Alfonso García Robles

Nobel Lecture

Nobel Lecture, December 11, 1982

The Latin American Nuclear-Weapon Free Zone

In seems advisable to point out from the outset that the Latin American nuclear-weapon-free zone has the privilege of being the only one in existence which covers densely inhabited territories. Outside it only in Antarctica, the Outer Space and the sea bed are similar prohibitions in force, based on treaties concluded in 1959, 1967 and 1971, respectively.

The official title of the treaty which established the Latin American zone and defined its statute is the “Treaty for the Prohibition of Nuclear Weapons in Latin America”, but it is usually referred to as the “Treaty of Tlatelolco”, employing the Aztec name for the district of the Mexican capital where the Ministry of Foreign Affairs of Mexico is located and where the treaty itself was opened to signature almost sixteen years ago, on February 14, 1967.

The modest purpose of this lecture is to provide a synoptic view both of the genesis and the provisions of the treaty.

I. Genesis of the Treaty of Tlatelolco

The first international document in the history of the events directly related to the genesis of the Treaty of Tlatelolco was the Joint Declaration of 29 April 1963. In this declaration the Presidents of Bolivia, Brazil, Chile, Ecuador and Mexico announced that their governments were willing to sign a Latin American multilateral agreement by which they would undertake not “to manufacture, store, or test nuclear weapons or devices for launching nuclear weapons”.

Seven months later, the United Nations General Assembly, taking as a basis a draft resolution submitted by eleven Latin American countries (the five previously mentioned, plus Costa Rica, El Salvador, Haiti, Honduras, Panama and Uruguay), approved on 27 November 1963 resolution 1911 (XVIII). In this resolution inter alia the General Assembly welcomed the initiative of the five Presidents for the military denuclearization of Latin America; expressed the hope that the States of the region would initiate studies “concerning the measures that should be agreed upon with a view to achieving the aims” of the Joint Declaration, and requested the Secretary-General of the United Nations to extend to the States of Latin America, at their request, “such technical facilities as they may require in order to achieve the aims set forth in the present resolution”.

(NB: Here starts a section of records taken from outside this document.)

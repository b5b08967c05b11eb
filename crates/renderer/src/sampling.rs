//! Stateless pseudo-random numbers shared by the CPU tracer and the shaders
//!
//! Every function here has a GLSL twin in `shaders/photon.frag`; both must
//! produce bit-identical results for the same inputs.

use glam::{UVec3, Vec2, Vec3};
use std::f32::consts::PI;

const MANTISSA_MASK: u32 = 0x007F_FFFF;
const FLOAT_ONE: u32 = 0x3F80_0000;

/// Avalanche integer hash
pub fn hash(mut x: u32) -> u32 {
    x = x.wrapping_add(x << 10);
    x ^= x >> 6;
    x = x.wrapping_add(x << 3);
    x ^= x >> 11;
    x = x.wrapping_add(x << 15);
    x
}

pub fn hash3(v: UVec3) -> u32 {
    hash(v.x ^ hash(v.y) ^ hash(v.z))
}

/// Map the low 23 bits of `h` onto [0, 1) through the float mantissa
pub fn float_from_bits(h: u32) -> f32 {
    f32::from_bits((h & MANTISSA_MASK) | FLOAT_ONE) - 1.0
}

/// Uniform value in [0, 1) for a fragment coordinate and seed
pub fn random(frag: Vec2, seed: f32) -> f32 {
    let bits = UVec3::new(frag.x.to_bits(), frag.y.to_bits(), seed.to_bits());
    float_from_bits(hash3(bits))
}

pub fn random2(frag: Vec2, seed: Vec2) -> Vec2 {
    Vec2::new(random(frag, seed.x), random(frag, seed.y))
}

pub fn random3(frag: Vec2, seed: Vec3) -> Vec3 {
    Vec3::new(
        random(frag, seed.x),
        random(frag, seed.y),
        random(frag, seed.z),
    )
}

/// GLSL `sign`: 0 for zero, unlike `f32::signum`
pub fn glsl_sign(x: f32) -> f32 {
    if x > 0.0 {
        1.0
    } else if x < 0.0 {
        -1.0
    } else {
        0.0
    }
}

/// Direction on the unit sphere flipped into the hemisphere around `normal`
///
/// `r` holds two values in [-1, 1]: `r.x` selects the azimuth and `r.y` the
/// height along Z. A direction exactly tangent to the surface collapses to
/// zero.
pub fn random_unit_hemisphere(r: Vec2, normal: Vec3) -> Vec3 {
    let a = (r.x + 1.0) * PI;
    let u = r.y;
    let s = (1.0 - u * u).max(0.0).sqrt();
    let rh = Vec3::new(s * a.cos(), s * a.sin(), u);
    rh * glsl_sign(rh.dot(normal))
}

#[cfg(test)]
mod tests {
    use super::*;

    #[test]
    fn test_hash_known_values() {
        assert_eq!(hash(0), 0);
        assert_eq!(hash(1), 307_143_837);
        assert_eq!(hash(2), 614_320_443);
        assert_eq!(hash(0xDEAD_BEEF), 1_819_486_462);
    }

    #[test]
    fn test_random_known_value() {
        let r = random(Vec2::new(0.5, 0.5), 1234.0);
        assert_eq!(r.to_bits(), 0x3F70_DAF6);
    }

    #[test]
    fn test_float_from_bits_range() {
        assert_eq!(float_from_bits(0), 0.0);
        let max = float_from_bits(u32::MAX);
        assert!(max < 1.0);
        assert!(max > 0.9999);
    }

    #[test]
    fn test_random_is_deterministic() {
        let frag = Vec2::new(12.5, 40.5);
        assert_eq!(
            random(frag, 1234.0).to_bits(),
            random(frag, 1234.0).to_bits()
        );
    }

    #[test]
    fn test_glsl_sign() {
        assert_eq!(glsl_sign(0.0), 0.0);
        assert_eq!(glsl_sign(-0.0), 0.0);
        assert_eq!(glsl_sign(3.0), 1.0);
        assert_eq!(glsl_sign(-2.0), -1.0);
    }

    #[test]
    fn test_hemisphere_follows_normal() {
        let normal = Vec3::new(0.3, -0.8, 0.2).normalize();
        for i in 0..64 {
            for j in 0..64 {
                let r = Vec2::new(i as f32 / 32.0 - 1.0, j as f32 / 32.0 - 1.0 + 1.0 / 128.0);
                let d = random_unit_hemisphere(r, normal);
                assert!(d.dot(normal) >= 0.0);
                if d != Vec3::ZERO {
                    assert!((d.length() - 1.0).abs() < 1e-4);
                }
            }
        }
    }
}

Almost one year elapsed between the adoption of this General Assembly resolution and the next step worth mentioning in a review of the antecedents of the treaty. This interval was not wasted, however. The Mexican Government put it to good use with active diplomatic consultations which resulted in the convening of a Latin American conference known as the “Preliminary Session on the Denuclearization of Latin America” (or REUPRAL, its Spanish acronym). Meeting in Mexico City from 23 to 27 November 1964, REUPRAL adopted a measure which was later to prove decisive for the success of the Latin American enterprise – the creation of an ad hoc organ, the “Preparatory Commission for the Denuclearization of Latin America” (known also by its Spanish acronym, COPREDAL). The Preparatory Commission was specifically instructed (in the same resolution whereby it was established) “to prepare a preliminary draft of a multilateral treaty for the denuclearization of Latin America, and to this end, to conduct any prior studies and take any prior steps that it deems necessary”.*

COPREDAL had its first session in Mexico City from 15 to 22 March 1965. In this session, the Commission adopted its rules of procedure and set up four subsidiary organs: a Coordination Committee and three working groups. Subsequently the Commission would create another subsidiary organ – the “Negotiating Committee”.

The Preparatory Commission held a total of four sessions, the last of which took place just under two years after its creation, from 31 January to 14 February 1967. Contrary to what has generally happened with other disarmament treaties and conventions, the draft articles for the future treaty dealing with verification, inspection, and control were the first to be completed at the second session of the Commission (23 August-2 September 1965). At that time a full declaration of principles was also drafted to serve as a basis for the Preamble of the draft treaty.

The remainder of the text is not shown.